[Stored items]
--- START ---

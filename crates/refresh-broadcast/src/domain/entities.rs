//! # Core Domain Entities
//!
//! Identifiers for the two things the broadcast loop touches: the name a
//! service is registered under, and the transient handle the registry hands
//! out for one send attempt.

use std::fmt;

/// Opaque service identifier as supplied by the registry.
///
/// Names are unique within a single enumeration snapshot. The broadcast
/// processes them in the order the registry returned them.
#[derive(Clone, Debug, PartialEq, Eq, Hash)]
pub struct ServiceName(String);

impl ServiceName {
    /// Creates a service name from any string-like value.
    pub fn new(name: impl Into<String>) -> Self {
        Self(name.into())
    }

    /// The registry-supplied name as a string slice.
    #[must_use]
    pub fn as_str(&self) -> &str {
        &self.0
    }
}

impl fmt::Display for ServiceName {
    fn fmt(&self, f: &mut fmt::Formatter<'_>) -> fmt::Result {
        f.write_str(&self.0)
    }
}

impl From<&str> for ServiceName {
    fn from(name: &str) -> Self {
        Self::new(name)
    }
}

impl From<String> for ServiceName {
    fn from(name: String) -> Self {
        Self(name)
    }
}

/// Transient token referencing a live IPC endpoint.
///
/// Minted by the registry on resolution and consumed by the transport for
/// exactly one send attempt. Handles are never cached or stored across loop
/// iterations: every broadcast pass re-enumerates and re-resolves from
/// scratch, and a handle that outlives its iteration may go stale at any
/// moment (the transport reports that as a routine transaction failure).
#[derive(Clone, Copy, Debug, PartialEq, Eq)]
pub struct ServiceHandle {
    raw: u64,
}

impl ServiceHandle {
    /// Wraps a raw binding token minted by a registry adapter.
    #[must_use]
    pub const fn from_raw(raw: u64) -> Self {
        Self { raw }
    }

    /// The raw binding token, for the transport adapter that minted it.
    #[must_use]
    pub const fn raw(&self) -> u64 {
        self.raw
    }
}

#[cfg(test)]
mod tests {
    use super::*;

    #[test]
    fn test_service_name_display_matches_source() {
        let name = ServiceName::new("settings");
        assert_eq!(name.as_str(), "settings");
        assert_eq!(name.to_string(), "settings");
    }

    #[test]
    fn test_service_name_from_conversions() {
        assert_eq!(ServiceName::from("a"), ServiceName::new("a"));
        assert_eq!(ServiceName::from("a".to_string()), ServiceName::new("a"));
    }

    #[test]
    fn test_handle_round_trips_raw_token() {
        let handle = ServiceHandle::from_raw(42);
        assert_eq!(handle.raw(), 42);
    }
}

--- END ---
--- START ---

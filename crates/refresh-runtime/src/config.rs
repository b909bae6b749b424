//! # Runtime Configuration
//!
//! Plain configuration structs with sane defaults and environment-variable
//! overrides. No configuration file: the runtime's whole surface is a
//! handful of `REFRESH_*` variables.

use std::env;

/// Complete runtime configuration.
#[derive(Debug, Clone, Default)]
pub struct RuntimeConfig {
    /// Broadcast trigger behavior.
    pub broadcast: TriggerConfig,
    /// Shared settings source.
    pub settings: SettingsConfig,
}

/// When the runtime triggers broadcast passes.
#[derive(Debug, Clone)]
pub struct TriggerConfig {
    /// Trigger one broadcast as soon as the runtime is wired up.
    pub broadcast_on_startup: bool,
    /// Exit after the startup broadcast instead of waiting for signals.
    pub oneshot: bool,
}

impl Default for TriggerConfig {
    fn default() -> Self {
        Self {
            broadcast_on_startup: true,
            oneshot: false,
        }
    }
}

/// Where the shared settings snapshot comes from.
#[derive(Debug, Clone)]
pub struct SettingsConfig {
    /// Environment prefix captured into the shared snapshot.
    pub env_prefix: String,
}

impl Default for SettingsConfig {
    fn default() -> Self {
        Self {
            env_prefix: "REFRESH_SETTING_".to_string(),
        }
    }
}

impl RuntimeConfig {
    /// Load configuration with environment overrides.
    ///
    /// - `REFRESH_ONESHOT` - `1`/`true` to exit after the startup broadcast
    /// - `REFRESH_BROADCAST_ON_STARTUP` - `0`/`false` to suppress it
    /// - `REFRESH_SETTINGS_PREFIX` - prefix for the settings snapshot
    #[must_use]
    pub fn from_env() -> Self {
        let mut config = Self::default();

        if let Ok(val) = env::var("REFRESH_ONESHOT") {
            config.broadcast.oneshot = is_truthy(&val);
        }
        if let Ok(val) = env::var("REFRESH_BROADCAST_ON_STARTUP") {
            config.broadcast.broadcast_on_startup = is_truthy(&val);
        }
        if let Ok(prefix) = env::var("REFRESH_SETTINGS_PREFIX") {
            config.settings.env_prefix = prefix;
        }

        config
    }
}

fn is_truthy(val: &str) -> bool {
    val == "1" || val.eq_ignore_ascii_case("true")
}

--- END ---
--- START ---

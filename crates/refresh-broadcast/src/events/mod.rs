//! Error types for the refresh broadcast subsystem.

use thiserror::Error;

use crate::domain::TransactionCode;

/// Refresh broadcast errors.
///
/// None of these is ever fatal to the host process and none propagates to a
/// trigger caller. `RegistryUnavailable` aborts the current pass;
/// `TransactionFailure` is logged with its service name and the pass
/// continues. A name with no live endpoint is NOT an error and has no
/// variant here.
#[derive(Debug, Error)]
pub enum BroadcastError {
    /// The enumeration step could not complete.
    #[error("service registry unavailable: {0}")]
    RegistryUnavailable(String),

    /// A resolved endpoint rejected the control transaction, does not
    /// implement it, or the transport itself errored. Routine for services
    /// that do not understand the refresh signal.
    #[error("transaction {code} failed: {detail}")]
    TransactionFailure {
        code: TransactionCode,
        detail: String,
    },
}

--- END ---

*Instructions to follow*. Only lines with the word "crates" are wanted; pull each of them from the records.

*Solution*.
filename crates/refresh-broadcast/src/domain/entities.rs
filename crates/refresh-runtime/src/config.rs
filename crates/refresh-broadcast/src/events/mod.rs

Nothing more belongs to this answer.